■ **DIRECTIONS FOR THIS TASK**
For the material that follows, return exactly the lines from the one with "resolve::resolve(&self.vars, raw)" through the one with "Resolved required argument", both ends included.

==== GIVEN DATA

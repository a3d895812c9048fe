//! Per-run execution state

use std::sync::Arc;
use std::time::Duration;

use pad_core::{Command, RunId, Value};
use pad_output::OutputBackend;
use pad_timing::{sleep_interruptible, CancelToken, SleepOutcome, TimingReference};

use crate::error::{ScriptError, ScriptResult};
use crate::external::ExternalRunner;
use crate::frame::{Frame, FrameSource};
use crate::preprocess::JumpTable;
use crate::resolve::{self, Vars};

/// Everything a command handler can see or change during one run
///
/// Created at run start and dropped at run end. The output backend, frame
/// source and external runner are injected capabilities; the context owns
/// none of their lifecycles.
pub struct ExecutionContext {
    /// Identifier of this run
    pub run_id: RunId,
    /// Index of the command being executed
    pub ip: usize,
    /// Variables set by the script
    pub vars: Vars,
    /// Labels and block links
    pub jumps: JumpTable,
    /// Stop flag shared with the engine
    pub cancel: CancelToken,
    /// Anchor set by `start_timing`
    pub timing: Option<TimingReference>,
    /// Commands executed so far
    pub steps: usize,
    backend: Option<Arc<dyn OutputBackend>>,
    frames: Arc<dyn FrameSource>,
    external: Arc<dyn ExternalRunner>,
}

impl ExecutionContext {
    pub fn new(
        jumps: JumpTable,
        backend: Option<Arc<dyn OutputBackend>>,
        frames: Arc<dyn FrameSource>,
        external: Arc<dyn ExternalRunner>,
    ) -> Self {
        Self {
            run_id: RunId::new(),
            ip: 0,
            vars: Vars::new(),
            jumps,
            cancel: CancelToken::new(),
            timing: None,
            steps: 0,
            backend,
            frames,
            external,
        }
    }

    /// Use an existing cancel token
    pub fn with_cancel(mut self, cancel: CancelToken) -> Self {
        self.cancel = cancel;
        self
    }

    pub fn with_run_id(mut self, run_id: RunId) -> Self {
        self.run_id = run_id;
        self
    }

    pub fn is_cancelled(&self) -> bool {
        self.cancel.is_cancelled()
    }

    // --- Variables ---

    pub fn var(&self, name: &str) -> Option<&Value> {
        self.vars.get(name)
    }

    pub fn set_var(&mut self, name: impl Into<String>, value: Value) {
        self.vars.insert(name.into(), value);
    }

    pub fn resolve(&self, raw: &Value) -> ScriptResult<Value> {
        resolve::resolve(&self.vars, raw)
    }

    pub fn resolve_deep(&self, raw: &Value) -> ScriptResult<Value> {
        resolve::resolve_deep(&self.vars, raw)
    }

    pub fn resolve_number(&self, raw: &Value) -> ScriptResult<f64> {
        resolve::resolve_number(&self.vars, raw)
    }

    /// Argument `key` with every nested reference resolved, or `default`
    /// when absent
    pub fn arg(&self, cmd: &Command, key: &str, default: Value) -> ScriptResult<Value> {
        match cmd.get(key) {
            Some(raw) => self.resolve_deep(raw),
            None => Ok(default),
        }
    }

    /// Resolved required argument
    pub fn required(&self, cmd: &Command, key: &str) -> ScriptResult<Value> {
        let raw = cmd.get(key).ok_or_else(|| {
            ScriptError::invalid(format!("{}: missing '{key}'", cmd.name()))
        })?;
        self.resolve_deep(raw)
    }

    /// Numeric argument, or `default` when absent
    pub fn number_arg(&self, cmd: &Command, key: &str, default: f64) -> ScriptResult<f64> {
        match cmd.get(key) {
            Some(raw) => self.resolve_number(raw).map_err(|e| match e {
                ScriptError::InvalidArgument(msg) => {
                    ScriptError::invalid(format!("{}.{key}: {msg}", cmd.name()))
                }
                other => other,
            }),
            None => Ok(default),
        }
    }

    /// Integer argument (truncated), or `default` when absent
    pub fn int_arg(&self, cmd: &Command, key: &str, default: i64) -> ScriptResult<i64> {
        self.number_arg(cmd, key, default as f64).map(|f| f as i64)
    }

    /// Name of an output variable, or `default` when absent or blank
    pub fn out_name(&self, cmd: &Command, key: &str, default: &str) -> String {
        match cmd.str_arg(key) {
            Some(name) if !name.is_empty() => name.trim_start_matches('$').to_string(),
            _ => default.to_string(),
        }
    }

    // --- Capabilities ---

    /// The connected output backend
    pub fn backend(&self, command: &str) -> ScriptResult<&Arc<dyn OutputBackend>> {
        match &self.backend {
            Some(backend) if backend.is_connected() => Ok(backend),
            _ => Err(ScriptError::BackendUnavailable {
                command: command.to_string(),
            }),
        }
    }

    /// Backend handle regardless of connection state
    pub fn backend_handle(&self) -> Option<&Arc<dyn OutputBackend>> {
        self.backend.as_ref()
    }

    pub fn frame(&self) -> Option<Frame> {
        self.frames.latest()
    }

    pub fn external(&self) -> &dyn ExternalRunner {
        self.external.as_ref()
    }

    // --- Timing ---

    /// Interruptible wait of `ms` milliseconds (negative is zero)
    pub fn sleep_ms(&self, ms: f64) -> SleepOutcome {
        sleep_interruptible(duration_ms(ms), &self.cancel)
    }
}

/// Milliseconds to a duration
///
/// Negative and non-finite values become zero. Values past
/// [`Duration::MAX`] saturate, which the waits treat as "until stopped".
pub(crate) fn duration_ms(ms: f64) -> Duration {
    if ms.is_finite() && ms > 0.0 {
        Duration::try_from_secs_f64(ms / 1000.0).unwrap_or(Duration::MAX)
    } else {
        Duration::ZERO
    }
}

#[cfg(test)]
mod tests {
    use super::*;
    use crate::external::ProcessRunner;
    use crate::frame::NoFrames;
    use pad_output::DryRunBackend;
    use serde_json::json;

    fn context(backend: Option<Arc<dyn OutputBackend>>) -> ExecutionContext {
        ExecutionContext::new(
            JumpTable::default(),
            backend,
            Arc::new(NoFrames),
            Arc::new(ProcessRunner::default()),
        )
    }

    #[test]
    fn test_args_resolve_through_vars() {
        let mut ctx = context(None);
        ctx.set_var("delay", json!(40));
        let cmd = Command::new("wait").with_arg("ms", "$delay");

        assert_eq!(ctx.number_arg(&cmd, "ms", 0.0).unwrap(), 40.0);
        assert_eq!(ctx.number_arg(&cmd, "other", 7.0).unwrap(), 7.0);
        assert_eq!(ctx.required(&cmd, "ms").unwrap(), json!(40));
        assert!(ctx.required(&cmd, "nope").is_err());
    }

    #[test]
    fn test_out_name() {
        let ctx = context(None);
        let cmd = Command::new("get_elapsed").with_arg("out", " $t ");
        assert_eq!(ctx.out_name(&cmd, "out", "elapsed"), "t");
        assert_eq!(ctx.out_name(&Command::new("x"), "out", "elapsed"), "elapsed");
    }

    #[test]
    fn test_backend_requires_connection() {
        let ctx = context(None);
        assert!(matches!(
            ctx.backend("press"),
            Err(ScriptError::BackendUnavailable { .. })
        ));

        let dry = Arc::new(DryRunBackend::new());
        let ctx = context(Some(dry.clone() as Arc<dyn OutputBackend>));
        assert!(ctx.backend("press").is_ok());
        dry.disconnect();
        assert!(ctx.backend("press").is_err());
    }

    #[test]
    fn test_duration_ms() {
        assert_eq!(duration_ms(-5.0), Duration::ZERO);
        assert_eq!(duration_ms(f64::NAN), Duration::ZERO);
        assert_eq!(duration_ms(1500.0), Duration::from_millis(1500));
    }
}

========

■ **WRITTEN RESPONSE**
        resolve::resolve(&self.vars, raw)
    }

    pub fn resolve_deep(&self, raw: &Value) -> ScriptResult<Value> {
        resolve::resolve_deep(&self.vars, raw)
    }

    pub fn resolve_number(&self, raw: &Value) -> ScriptResult<f64> {
        resolve::resolve_number(&self.vars, raw)
    }

    /// Argument `key` with every nested reference resolved, or `default`
    /// when absent
    pub fn arg(&self, cmd: &Command, key: &str, default: Value) -> ScriptResult<Value> {
        match cmd.get(key) {
            Some(raw) => self.resolve_deep(raw),
            None => Ok(default),
        }
    }

    /// Resolved required argument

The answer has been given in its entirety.